Audio player software by Sony

Music, formerly known as Walkman, is an audio player software for Android. Developed by Sony Corporation (and previously by Sony Mobile), it is the default music player on Xperia devices and comes preloaded on them.

A similar Walkman app continues to exist on Walkman digital audio players, including those that run on Android.

==History==
Music was launched as Walkman in 2012, debuting on Sony's first in-house smartphones the Xperia S, Xperia P and Xperia U. It replaced the previous Music Player app on Sony Ericsson devices. Before this, the music player on the Sony Ericsson Zylo and Live with Walkman were also called Walkman.

The Walkman app included all the features that were found on the digital Walkman portable music players of the time. It featured an interface similar to the 'Cover Flow' of the iPod. Features included SensMe channels and Music Unlimited integration.

"Smart Playlists" was introduced in a version 8.0 update along with further TrackID integration. There were some UI tweaks in version 8.4 in 2014. Android Wear support was also soon added.

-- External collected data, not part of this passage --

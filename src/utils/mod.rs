//! Waker plumbing and small synchronization helpers.
//!
//! These primitives are used by the task machinery and the awaitables, and
//! are exposed because they are also useful when embedding the runtime.

use std::mem;
use std::ptr::null;
use std::sync::Arc;
use std::task::{RawWaker, RawWakerVTable, Waker};

mod cell;

pub use cell::AtomicCell;

/// Implement this trait to create custom wakers with the
/// [`to_waker`](fn.to_waker.html) function.
pub trait DynamicWake {
    /// Perform waking action.
    fn wake(&self);
}

/// Convert an atomic reference counted pointer to a type implementing
/// [`DynamicWake`](trait.DynamicWake.html) into a `Waker`.
///
/// The returned waker wraps the given `Arc`, so cloning the waker clones the
/// underlying `Arc`. Invoking `wake` or `wake_by_ref` calls
/// [`wake`](trait.DynamicWake.html#tymethod.wake) on the wrapped value.
pub fn to_waker<T: DynamicWake + Send + Sync + 'static>(ptr: Arc<T>) -> Waker {
    let data = Arc::into_raw(ptr) as *const ();
    let vtable = &Helper::<T>::VTABLE;
    unsafe { Waker::from_raw(RawWaker::new(data, vtable)) }
}

/// Returns a waker that performs no action when woken.
///
/// Useful as a dummy when polling a future whose wake-ups are not needed.
/// The waker is static, `mem::forget` on it cannot leak.
pub fn noop_waker() -> Waker {
    unsafe { Waker::from_raw(RawWaker::new(null(), &NOOP_WAKER_VTABLE)) }
}

fn noop_clone(_: *const ()) -> RawWaker { RawWaker::new(null(), &NOOP_WAKER_VTABLE) }
fn noop_dummy(_: *const ()) {}
static NOOP_WAKER_VTABLE: RawWakerVTable =
    RawWakerVTable::new(noop_clone, noop_dummy, noop_dummy, noop_dummy);

struct Helper<T>(T);

impl<T: DynamicWake + Send + Sync + 'static> Helper<T> {
    const VTABLE: RawWakerVTable = RawWakerVTable::new(
        Self::waker_clone,
        Self::waker_wake,
        Self::waker_wake_by_ref,
        Self::waker_drop,
    );
    unsafe fn waker_clone(ptr: *const ()) -> RawWaker {
        let arc = mem::ManuallyDrop::new(Arc::from_raw(ptr as *const T));
        mem::forget(arc.clone());
        RawWaker::new(ptr, &Self::VTABLE)
    }
    unsafe fn waker_wake(ptr: *const ()) {
        let arc = Arc::from_raw(ptr as *const T);
        arc.wake();
    }
    unsafe fn waker_wake_by_ref(ptr: *const ()) {
        let arc = mem::ManuallyDrop::new(Arc::from_raw(ptr as *const T));
        arc.wake();
    }
    unsafe fn waker_drop(ptr: *const ()) {
        mem::drop(Arc::from_raw(ptr as *const T));
    }
}

/// Single waker slot shared between a completer and a waiter.
///
/// Backed by [`AtomicCell`](struct.AtomicCell.html) so registration and
/// waking can race freely from different threads.
pub(crate) struct WakerCell {
    inner: AtomicCell<Option<Waker>>,
}

impl WakerCell {
    pub const fn empty() -> Self { Self { inner: AtomicCell::new(None) } }

    /// Store a clone of `waker`, returning the displaced waker if the slot
    /// was occupied.
    pub fn register(&self, waker: &Waker) -> Option<Waker> {
        self.inner.swap(Some(waker.clone()))
    }

    /// Remove and wake the stored waker. Returns false when the slot was
    /// empty, so a woken waiter is woken exactly once.
    pub fn wake(&self) -> bool {
        match self.inner.swap(None) {
            Some(waker) => {
                waker.wake();
                true
            }
            None => false,
        }
    }

    /// Drop the stored waker without waking it.
    pub fn clear(&self) -> bool { self.inner.swap(None).is_some() }
}

/// Runs a closure when dropped, used to restore flags across unwinds.
pub(crate) struct DropGuard<F: FnOnce()>(Option<F>);

impl<F: FnOnce()> DropGuard<F> {
    pub fn new(action: F) -> Self { Self(Some(action)) }
}

impl<F: FnOnce()> Drop for DropGuard<F> {
    fn drop(&mut self) {
        if let Some(action) = self.0.take() { action() }
    }
}

#[cfg(test)]
mod tests {
    use super::*;
    use std::sync::atomic::{AtomicUsize, Ordering};

    struct CountWake(AtomicUsize);

    impl CountWake {
        fn new() -> Arc<Self> { Arc::new(Self(AtomicUsize::new(0))) }
        fn count(&self) -> usize { self.0.load(Ordering::SeqCst) }
    }

    impl DynamicWake for CountWake {
        fn wake(&self) { self.0.fetch_add(1, Ordering::SeqCst); }
    }

    #[test]
    fn test_to_waker_counts_wakes() {
        let count = CountWake::new();
        let waker = to_waker(count.clone());
        waker.wake_by_ref();
        waker.clone().wake();
        assert_eq!(count.count(), 2);
    }

    #[test]
    fn test_waker_cell_wakes_once() {
        let count = CountWake::new();
        let cell = WakerCell::empty();
        assert!(!cell.wake()); //empty slot wakes nothing
        let waker = to_waker(count.clone());
        assert!(cell.register(&waker).is_none());
        assert!(cell.wake());
        assert!(!cell.wake());
        assert_eq!(count.count(), 1);
    }

    #[test]
    fn test_drop_guard_runs_on_drop() {
        let count = AtomicUsize::new(0);
        {
            let _guard = DropGuard::new(|| { count.fetch_add(1, Ordering::SeqCst); });
            assert_eq!(count.load(Ordering::SeqCst), 0);
        }
        assert_eq!(count.load(Ordering::SeqCst), 1);
    }
}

In 2015 with Android 5.0 Lollipop, the Walkman app was renamed to Music. A 'Quick Play' feature was later added. SensMe was removed in 2016. Some later visual updates made the player styled like Material Design.

Music also featured (on some models) DSEE HX sound processing. DSEE Ultimate is featured starting with Xperia 1 II.

The app became stripped down eventually with the equalizer and headphone settings disappearing.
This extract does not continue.